Methods: Sixty-eight patients with L4 lumbar degenerative spondylolisthesis I° underwent surgery between January 2014 and January 2016 were included. Among them, 32 patients were treated with ALIF and 36 were treated with TLIF. All patients received follow-up for at least 5 years. Data of patient demographics, intraoperative parameters, perioperative complications were collected. Clinical outcomes included visual analog scale (VAS) of leg and back pain, Oswestry disability index (ODI) and radiological outcomes included fusion, lumbar lordosis (LL), disc height (DH) and lordotic angle of the surgical segments (SLA), and slip percentage (Slip%) were also evaluated.

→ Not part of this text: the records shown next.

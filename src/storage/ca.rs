//! Custom CA for S3 endpoints

use k8s_openapi::api::core::v1::{ConfigMapVolumeSource, Volume, VolumeMount};
use tracing::debug;

use super::options::TlsConfig;
use super::patch::PodSpecPatch;
use super::vars::{join_path, CA_DIRECTORY, STORAGE_TLS_VOLUME};

/// Mount the CA config map and point the S3 client at the bundle
pub fn ensure_ca_for_s3(mut patch: PodSpecPatch, tls: &TlsConfig) -> PodSpecPatch {
    patch.push_volume(Volume {
        name: STORAGE_TLS_VOLUME.to_string(),
        config_map: Some(ConfigMapVolumeSource {
            name: Some(tls.ca.clone()),
            ..Default::default()
        }),
        ..Default::default()
    });

    patch.push_volume_mount(VolumeMount {
        name: STORAGE_TLS_VOLUME.to_string(),
        read_only: Some(false),
        mount_path: CA_DIRECTORY.to_string(),
        ..Default::default()
    });

    let ca_file = join_path(CA_DIRECTORY, &tls.key);
    debug!(config_map = %tls.ca, ca_file = %ca_file, "Prepared object storage CA patch");
    patch.push_arg(format!("-s3.http.ca-file={}", ca_file));

    patch
}

#[cfg(test)]
mod tests {
    use super::*;
    use k8s_openapi::api::core::v1::{Container, PodSpec};

    fn tls() -> TlsConfig {
        TlsConfig {
            ca: "test-ca".into(),
            key: "service-ca.crt".into(),
        }
    }

    #[test]
    fn test_ca_patch_adds_volume_mount_and_arg() {
        let spec = PodSpec {
            containers: vec![Container {
                name: "loki-compactor".into(),
                args: Some(vec!["-target=compactor".into()]),
                ..Default::default()
            }],
            ..Default::default()
        };

        let patch = ensure_ca_for_s3(PodSpecPatch::from_pod_spec(&spec).unwrap(), &tls());

        assert_eq!(patch.volumes.len(), 1);
        assert_eq!(patch.volumes[0].name, "storage-tls");
        assert_eq!(
            patch.volumes[0].config_map.as_ref().unwrap().name.as_deref(),
            Some("test-ca")
        );

        let mounts = patch.container.volume_mounts.as_ref().unwrap();
        assert_eq!(mounts.len(), 1);
        assert_eq!(mounts[0].mount_path, "/etc/storage/ca");
        assert_eq!(mounts[0].read_only, Some(false));

        assert_eq!(
            patch.container.args,
            Some(vec![
                "-target=compactor".to_string(),
                "-s3.http.ca-file=/etc/storage/ca/service-ca.crt".to_string(),
            ])
        );
    }

    #[test]
    fn test_ca_file_arg_uses_cleaned_path() {
        let spec = PodSpec {
            containers: vec![Container {
                name: "loki-querier".into(),
                ..Default::default()
            }],
            ..Default::default()
        };
        let tls = TlsConfig {
            ca: "test-ca".into(),
            key: "./ca.crt".into(),
        };

        let patch = ensure_ca_for_s3(PodSpecPatch::from_pod_spec(&spec).unwrap(), &tls);

        assert_eq!(
            patch.container.args,
            Some(vec!["-s3.http.ca-file=/etc/storage/ca/ca.crt".to_string()])
        );
    }
}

Results: All cases achieved fusion at the final follow-up. No major vascular injury and other approach-related complications were found. The Average blood loss and operation time in ALIF group were significantly lower than TLIF group (P<0.05). Significant improvements were observed with respect to the VAS and ODI scores postoperatively. There was no significant difference on postoperative VAS and ODI score at each time points between the two groups. Radiologically, significant improvements in DH, LL, SLA and Slip% were found postoperatively. There was no significant difference in postoperative Slip% at each time points between the two groups. The postoperative DH, LL, and SLA at each time point were significantly higher in ALIF group than the ones in TLIF group(p<0.05). Five cases (15.6%) in ALIF group subsided postoperatively. There was no major complication of neurological deficit, visceral organ injury, fixation or implant failure in both groups. There was one case of external iliac vein tear and one intraoperative peritoneal injury in ALIF group which were both repaired without postoperative symptoms. There was one dura tear in TLIF group, who was successful treated with prolong drainage until the incision of the skin was healed at the 12th day after surgery.

Discussion: ALIF alone achieved excellent clinical and radiological results in Grade Ⅰ lumbar degenerative spondylolisthesis in L4 with 5 year follow up, making it an alternative treatment option  in selected patients.